_What you have to do_.
Each line of the listing where "that" appears should be reported.

Segment Start: Data for processing

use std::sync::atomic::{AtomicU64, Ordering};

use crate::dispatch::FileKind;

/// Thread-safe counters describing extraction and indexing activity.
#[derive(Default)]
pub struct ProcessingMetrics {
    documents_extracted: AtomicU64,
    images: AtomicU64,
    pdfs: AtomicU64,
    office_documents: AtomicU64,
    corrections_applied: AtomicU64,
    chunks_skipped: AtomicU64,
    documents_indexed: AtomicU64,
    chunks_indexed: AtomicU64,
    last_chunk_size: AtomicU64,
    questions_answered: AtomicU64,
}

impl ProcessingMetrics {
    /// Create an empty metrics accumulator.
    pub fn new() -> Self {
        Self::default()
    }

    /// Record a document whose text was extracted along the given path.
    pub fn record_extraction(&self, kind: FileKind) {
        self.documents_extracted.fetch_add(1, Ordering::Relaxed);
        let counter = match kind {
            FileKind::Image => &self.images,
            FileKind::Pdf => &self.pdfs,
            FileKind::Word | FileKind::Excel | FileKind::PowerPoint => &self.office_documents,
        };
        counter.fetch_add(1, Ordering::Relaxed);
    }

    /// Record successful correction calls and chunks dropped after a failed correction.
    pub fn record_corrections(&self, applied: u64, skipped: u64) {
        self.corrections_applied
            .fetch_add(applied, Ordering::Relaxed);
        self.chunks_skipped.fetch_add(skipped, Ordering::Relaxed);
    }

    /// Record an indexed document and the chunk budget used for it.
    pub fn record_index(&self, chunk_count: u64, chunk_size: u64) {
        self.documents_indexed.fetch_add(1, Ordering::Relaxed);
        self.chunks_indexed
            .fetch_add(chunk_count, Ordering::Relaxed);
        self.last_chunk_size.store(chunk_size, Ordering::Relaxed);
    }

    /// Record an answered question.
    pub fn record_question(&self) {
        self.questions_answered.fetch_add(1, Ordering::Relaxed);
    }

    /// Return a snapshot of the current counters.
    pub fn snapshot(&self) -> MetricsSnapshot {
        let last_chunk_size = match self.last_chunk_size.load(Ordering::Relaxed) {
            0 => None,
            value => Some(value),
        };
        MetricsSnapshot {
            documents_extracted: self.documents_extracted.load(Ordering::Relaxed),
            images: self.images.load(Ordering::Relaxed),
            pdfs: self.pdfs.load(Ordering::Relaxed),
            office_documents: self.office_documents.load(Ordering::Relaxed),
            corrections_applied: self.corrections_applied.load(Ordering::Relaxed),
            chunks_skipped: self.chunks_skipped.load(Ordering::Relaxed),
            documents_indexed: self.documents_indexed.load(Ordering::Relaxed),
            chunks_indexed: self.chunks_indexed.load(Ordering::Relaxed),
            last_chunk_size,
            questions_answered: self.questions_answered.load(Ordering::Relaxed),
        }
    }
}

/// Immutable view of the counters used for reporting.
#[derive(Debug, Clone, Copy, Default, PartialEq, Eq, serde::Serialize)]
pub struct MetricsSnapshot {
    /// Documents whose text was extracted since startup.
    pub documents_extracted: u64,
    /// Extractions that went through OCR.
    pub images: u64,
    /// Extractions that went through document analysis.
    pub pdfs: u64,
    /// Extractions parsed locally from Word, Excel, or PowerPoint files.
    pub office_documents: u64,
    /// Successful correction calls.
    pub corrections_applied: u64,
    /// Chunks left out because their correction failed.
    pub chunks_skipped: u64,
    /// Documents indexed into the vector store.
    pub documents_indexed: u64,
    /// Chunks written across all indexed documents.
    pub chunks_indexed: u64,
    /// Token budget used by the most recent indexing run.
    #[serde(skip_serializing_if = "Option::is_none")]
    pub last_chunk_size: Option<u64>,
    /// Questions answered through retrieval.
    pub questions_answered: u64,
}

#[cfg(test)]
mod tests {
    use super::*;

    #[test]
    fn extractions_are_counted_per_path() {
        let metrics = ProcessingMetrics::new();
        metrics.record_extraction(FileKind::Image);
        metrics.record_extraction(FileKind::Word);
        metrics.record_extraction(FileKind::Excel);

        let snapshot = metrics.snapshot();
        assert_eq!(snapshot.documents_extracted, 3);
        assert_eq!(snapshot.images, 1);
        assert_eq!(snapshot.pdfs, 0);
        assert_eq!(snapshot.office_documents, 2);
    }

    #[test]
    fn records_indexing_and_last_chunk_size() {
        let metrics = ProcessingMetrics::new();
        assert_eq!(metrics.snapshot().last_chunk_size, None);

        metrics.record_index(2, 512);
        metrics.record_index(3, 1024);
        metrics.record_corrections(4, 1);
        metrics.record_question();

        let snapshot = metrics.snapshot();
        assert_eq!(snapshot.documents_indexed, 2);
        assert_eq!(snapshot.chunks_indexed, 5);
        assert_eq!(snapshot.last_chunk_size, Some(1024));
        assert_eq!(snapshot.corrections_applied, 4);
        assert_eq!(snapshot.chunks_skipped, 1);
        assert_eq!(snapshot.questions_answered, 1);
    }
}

Segment End: Data for processing
Segment Start: Data for processing

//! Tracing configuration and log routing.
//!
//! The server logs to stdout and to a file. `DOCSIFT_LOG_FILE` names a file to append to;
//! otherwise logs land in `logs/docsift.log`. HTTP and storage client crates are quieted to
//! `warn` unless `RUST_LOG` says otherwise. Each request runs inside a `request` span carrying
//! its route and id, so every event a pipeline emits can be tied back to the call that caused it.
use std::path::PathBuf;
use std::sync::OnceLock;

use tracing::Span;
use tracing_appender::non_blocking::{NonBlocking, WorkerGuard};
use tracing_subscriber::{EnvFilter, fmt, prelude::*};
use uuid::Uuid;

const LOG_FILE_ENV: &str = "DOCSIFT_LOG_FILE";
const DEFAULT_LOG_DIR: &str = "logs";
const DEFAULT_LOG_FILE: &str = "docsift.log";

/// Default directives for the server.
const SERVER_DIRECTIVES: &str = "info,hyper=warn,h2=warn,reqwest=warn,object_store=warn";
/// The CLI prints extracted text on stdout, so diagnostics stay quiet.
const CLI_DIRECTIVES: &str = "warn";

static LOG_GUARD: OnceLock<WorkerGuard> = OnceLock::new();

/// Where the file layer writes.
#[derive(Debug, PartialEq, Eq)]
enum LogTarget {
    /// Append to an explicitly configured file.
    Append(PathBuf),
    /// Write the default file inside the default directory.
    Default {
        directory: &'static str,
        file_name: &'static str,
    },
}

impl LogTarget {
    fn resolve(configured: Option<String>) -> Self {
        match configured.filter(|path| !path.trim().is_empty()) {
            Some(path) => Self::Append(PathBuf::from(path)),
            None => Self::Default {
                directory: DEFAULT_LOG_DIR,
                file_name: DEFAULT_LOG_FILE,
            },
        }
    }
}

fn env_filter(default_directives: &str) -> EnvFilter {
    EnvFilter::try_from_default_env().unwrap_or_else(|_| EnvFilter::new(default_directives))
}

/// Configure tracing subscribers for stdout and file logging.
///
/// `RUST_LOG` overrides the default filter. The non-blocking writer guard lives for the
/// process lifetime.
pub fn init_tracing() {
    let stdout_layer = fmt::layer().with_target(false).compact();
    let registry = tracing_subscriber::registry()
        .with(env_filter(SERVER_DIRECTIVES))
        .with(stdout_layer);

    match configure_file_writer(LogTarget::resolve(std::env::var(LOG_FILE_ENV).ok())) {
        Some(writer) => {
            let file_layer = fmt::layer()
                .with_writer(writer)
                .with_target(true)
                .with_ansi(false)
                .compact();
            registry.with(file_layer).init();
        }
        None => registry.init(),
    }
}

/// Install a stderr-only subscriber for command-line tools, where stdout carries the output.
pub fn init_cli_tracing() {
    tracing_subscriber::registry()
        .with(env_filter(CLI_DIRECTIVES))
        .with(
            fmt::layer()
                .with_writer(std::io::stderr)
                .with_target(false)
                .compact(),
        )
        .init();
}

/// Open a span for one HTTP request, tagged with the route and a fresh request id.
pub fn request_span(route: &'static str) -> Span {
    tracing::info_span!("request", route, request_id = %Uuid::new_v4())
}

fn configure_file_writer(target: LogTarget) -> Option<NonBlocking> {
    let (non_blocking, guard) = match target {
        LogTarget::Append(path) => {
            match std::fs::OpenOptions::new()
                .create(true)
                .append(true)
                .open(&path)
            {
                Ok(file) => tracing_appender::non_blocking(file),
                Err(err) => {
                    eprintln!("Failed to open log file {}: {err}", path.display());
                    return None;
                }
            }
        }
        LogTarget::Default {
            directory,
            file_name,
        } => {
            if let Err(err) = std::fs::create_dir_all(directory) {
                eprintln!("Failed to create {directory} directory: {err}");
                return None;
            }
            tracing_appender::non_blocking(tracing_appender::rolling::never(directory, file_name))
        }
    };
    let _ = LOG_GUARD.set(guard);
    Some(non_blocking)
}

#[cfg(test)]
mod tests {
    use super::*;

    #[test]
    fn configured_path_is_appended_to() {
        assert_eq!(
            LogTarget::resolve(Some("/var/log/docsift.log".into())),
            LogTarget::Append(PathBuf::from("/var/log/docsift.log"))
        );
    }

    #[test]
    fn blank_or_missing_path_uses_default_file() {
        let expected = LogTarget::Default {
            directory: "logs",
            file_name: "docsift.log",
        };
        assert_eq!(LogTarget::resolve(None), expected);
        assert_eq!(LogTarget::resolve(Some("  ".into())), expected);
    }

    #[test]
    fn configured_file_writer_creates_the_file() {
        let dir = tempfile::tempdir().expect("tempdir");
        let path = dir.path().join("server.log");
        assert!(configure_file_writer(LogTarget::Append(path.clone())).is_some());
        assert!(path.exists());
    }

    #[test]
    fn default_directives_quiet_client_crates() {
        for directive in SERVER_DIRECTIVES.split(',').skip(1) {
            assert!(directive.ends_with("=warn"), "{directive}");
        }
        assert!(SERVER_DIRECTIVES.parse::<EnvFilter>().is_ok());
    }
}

Segment End: Data for processing

_Answer box_.
    /// Extractions that went through OCR.
    /// Extractions that went through document analysis.
//! its route and id, so every event a pipeline emits can be tied back to the call that caused it.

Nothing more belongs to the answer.